Mercury Theater on the Air began broadcasting its adaptation of H.G. Wells' War of the Worlds. And at the very beginning, it's introduced as much. There's an announcer who says that. I think that's lost probably to time somewhat.
Because everyone probably thinks that they just tried to trick everyone. But no, they actually introduced it as what they're doing. You know, this is a radio place one year in the future. Right. Right. And yeah, Orson Welles. So it's introduced by an announcer. Orson Welles comes in, does the introductory essay. And then they did something really smart and interesting, especially for the time.
They went to a musical program that was supposedly being broadcast from the Meridian Room in the Hotel Park Plaza. So if you were just tuning in right then, you would have no idea that this was Mercury Theater on the air. You would have no idea that this was a teleplay. You would think that you were listening to something that was pretty regularly broadcast, which was live music at some like ballroom in a hotel somewhere in New York, and
that they set up like a radio transmitter to transmit out over the radio. That was pretty frequent. But this was part of the show. Like if you hadn't paused it, that is, right? Right, exactly. But that was a huge part of the show because that lulled listeners into kind of complacency and listeners who tuned in late and missed that introduction thought that this is what they were listening to. And then the first news bulletin hits.
Yeah, and that's where things start to get really interesting. They break in, you know, one of these interrupt your previously scheduled programs kind of things. Right, right. And they come in with these bulletins, but they're not super long at first because they treat it kind of how it would be in real life. It's just sort of a breaking story. Something's going together. It was fairly obtuse. And they didn't like, you know, say Martians are attacking us right now, everyone, from the get-go. Right.

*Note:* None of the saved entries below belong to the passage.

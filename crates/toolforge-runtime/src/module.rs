//! The module capability contract.
//!
//! Every sandboxed execution unit implements [`Module`].  The runtime never
//! inspects a module beyond this trait: it initializes it once, executes it
//! under resource ceilings, asks it for metadata and health, and disposes of
//! it when the instance is dropped from the loader.
//!
//! [`ModuleFactory`] is the seam between the loader and concrete module
//! types.  The set of module types a runtime can materialize is fixed by its
//! factory's associated [`ModuleFactory::Module`] type, so dispatch is static.

use std::time::Duration;

use async_trait::async_trait;
use chrono::{DateTime, Utc};
use serde::{Deserialize, Serialize};
use serde_json::{Map, Value};

use crate::config::ResolvedConfig;
use crate::descriptor::ModuleDescriptor;
use crate::error::Result;

// ---------------------------------------------------------------------------
// Execute options
// ---------------------------------------------------------------------------

/// Per-call options passed to [`Module::execute`].
#[derive(Debug, Clone, Default, PartialEq, Serialize, Deserialize)]
pub struct ExecuteOptions {
    /// The operation to perform (e.g. `"format"`, `"validate"`).
    pub operation: String,
    /// Operation-specific parameters.
    #[serde(default, flatten)]
    pub params: Map<String, Value>,
}

impl ExecuteOptions {
    pub fn new(operation: impl Into<String>) -> Self {
        Self {
            operation: operation.into(),
            params: Map::new(),
        }
    }

    pub fn with_param(mut self, key: impl Into<String>, value: impl Into<Value>) -> Self {
        self.params.insert(key.into(), value.into());
        self
    }

    /// Look up a parameter, falling back to the instance option of the same
    /// name.
    pub fn param<'a>(&'a self, key: &str, config: &'a ResolvedConfig) -> Option<&'a Value> {
        self.params.get(key).or_else(|| config.options.get(key))
    }
}

// ---------------------------------------------------------------------------
// Module output
// ---------------------------------------------------------------------------

/// What a module hands back from a successful execution.
///
/// Modules that can measure their own resource usage (wasm guests) fill in
/// the optional fields; the instance estimates the rest.
#[derive(Debug, Clone, PartialEq)]
pub struct ModuleOutput {
    pub data: Value,
    /// Peak memory used by the call, in bytes.
    pub memory_peak: Option<u64>,
    /// Time spent computing, excluding scheduling delays.
    pub cpu_time: Option<Duration>,
}

impl ModuleOutput {
    pub fn new(data: Value) -> Self {
        Self {
            data,
            memory_peak: None,
            cpu_time: None,
        }
    }

    pub fn with_memory_peak(mut self, bytes: u64) -> Self {
        self.memory_peak = Some(bytes);
        self
    }

    pub fn with_cpu_time(mut self, elapsed: Duration) -> Self {
        self.cpu_time = Some(elapsed);
        self
    }
}

impl From<Value> for ModuleOutput {
    fn from(data: Value) -> Self {
        Self::new(data)
    }
}

// ---------------------------------------------------------------------------
// Metadata & health
// ---------------------------------------------------------------------------

/// Self-description reported by a module.
#[derive(Debug, Clone, PartialEq, Eq, Serialize, Deserialize)]
pub struct ModuleMetadata {
    pub id: String,
    pub name: String,
    pub version: String,
    pub category: String,
    pub description: String,
    /// Operations accepted by [`Module::execute`].
    pub operations: Vec<String>,
}

impl ModuleMetadata {
    /// Build metadata from a descriptor plus the module's operation list.
    pub fn from_descriptor(descriptor: &ModuleDescriptor, operations: &[&str]) -> Self {
        Self {
            id: descriptor.id.clone(),
            name: descriptor.name.clone(),
            version: descriptor.version.clone(),
            category: descriptor.category.clone(),
            description: descriptor.description.clone(),
            operations: operations.iter().map(|s| (*s).to_owned()).collect(),
        }
    }
}

/// Coarse health classification.
#[derive(Debug, Clone, Copy, PartialEq, Eq, Hash, Serialize, Deserialize)]
#[serde(rename_all = "lowercase")]
pub enum HealthStatus {
    Healthy,
    Degraded,
    Unhealthy,
}

/// Point-in-time health snapshot.  Not cached by the runtime.
#[derive(Debug, Clone, PartialEq, Serialize, Deserialize)]
pub struct HealthReport {
    pub status: HealthStatus,
    pub last_check: DateTime<Utc>,
    /// How long the health probe took.
    pub response_time: Duration,
}

impl HealthReport {
    pub fn new(status: HealthStatus, response_time: Duration) -> Self {
        Self {
            status,
            last_check: Utc::now(),
            response_time,
        }
    }
}

// ---------------------------------------------------------------------------
// Capability trait
// ---------------------------------------------------------------------------

/// Capability set shared by every module.
///
/// `execute` takes `&self` and may be called concurrently; implementations
/// keep per-call state on the stack.  Resource ceilings are enforced by
/// [`ModuleInstance`](crate::instance::ModuleInstance), not by the module.
#[async_trait]
pub trait Module: Send + Sync + 'static {
    /// Prepare the module.  Called exactly once per instance.
    async fn initialize(&self, config: &ResolvedConfig) -> Result<()>;

    /// Run one operation over `input`.
    async fn execute(&self, input: Value, options: &ExecuteOptions) -> Result<ModuleOutput>;

    /// Release sandbox resources.  Must tolerate a failed or partial
    /// `initialize`.
    async fn dispose(&self);

    fn metadata(&self) -> ModuleMetadata;

    async fn health(&self) -> HealthReport;

    /// Host/version compatibility, consulted before `initialize`.
    fn is_compatible(&self) -> bool;
}

/// Materializes modules from descriptors.
#[async_trait]
pub trait ModuleFactory: Send + Sync + 'static {
    /// The concrete module type this factory produces.
    type Module: Module;

    /// Create an uninitialized module for `descriptor`.
    async fn create(&self, descriptor: &ModuleDescriptor) -> Result<Self::Module>;
}

#[cfg(test)]
mod tests {
    use super::*;
    use crate::config::ModuleConfig;

    #[test]
    fn options_flatten_params() {
        let opts: ExecuteOptions =
            serde_json::from_str(r#"{"operation": "format", "indent": 4}"#).unwrap();
        assert_eq!(opts.operation, "format");
        assert_eq!(opts.params["indent"], 4);
    }

    #[test]
    fn param_falls_back_to_config_option() {
        let config = ModuleConfig::new().with_option("indent", 8).resolve("m");
        let opts = ExecuteOptions::new("format");
        assert_eq!(opts.param("indent", &config), Some(&Value::from(8)));

        let opts = opts.with_param("indent", 2);
        assert_eq!(opts.param("indent", &config), Some(&Value::from(2)));
    }

    #[test]
    fn health_status_serializes_lowercase() {
        let json = serde_json::to_string(&HealthStatus::Degraded).unwrap();
        assert_eq!(json, "\"degraded\"");
    }
}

You sort of left it up to the listener to kind of piece it together little by little. They would go back to the Meridian Room for a bit. And it wasn't for very long because they couldn't waste too much time. But it was long enough. It wasn't for like 10 seconds. They did it for like a minute, minute and a half. Right. It made it seem right then like that was what you were listening to, that that was the program and the bulletin was in fact the bulletin rather than the opposite being true. Yeah. So eventually you start to piece together what's going on and you have –
And this attack in New Jersey, of all places, and Princeton University, they had like a Princeton astronomer on, they have government officials, and they kind of dole it out little by little until about the 17 minute, 17 and a half minute mark.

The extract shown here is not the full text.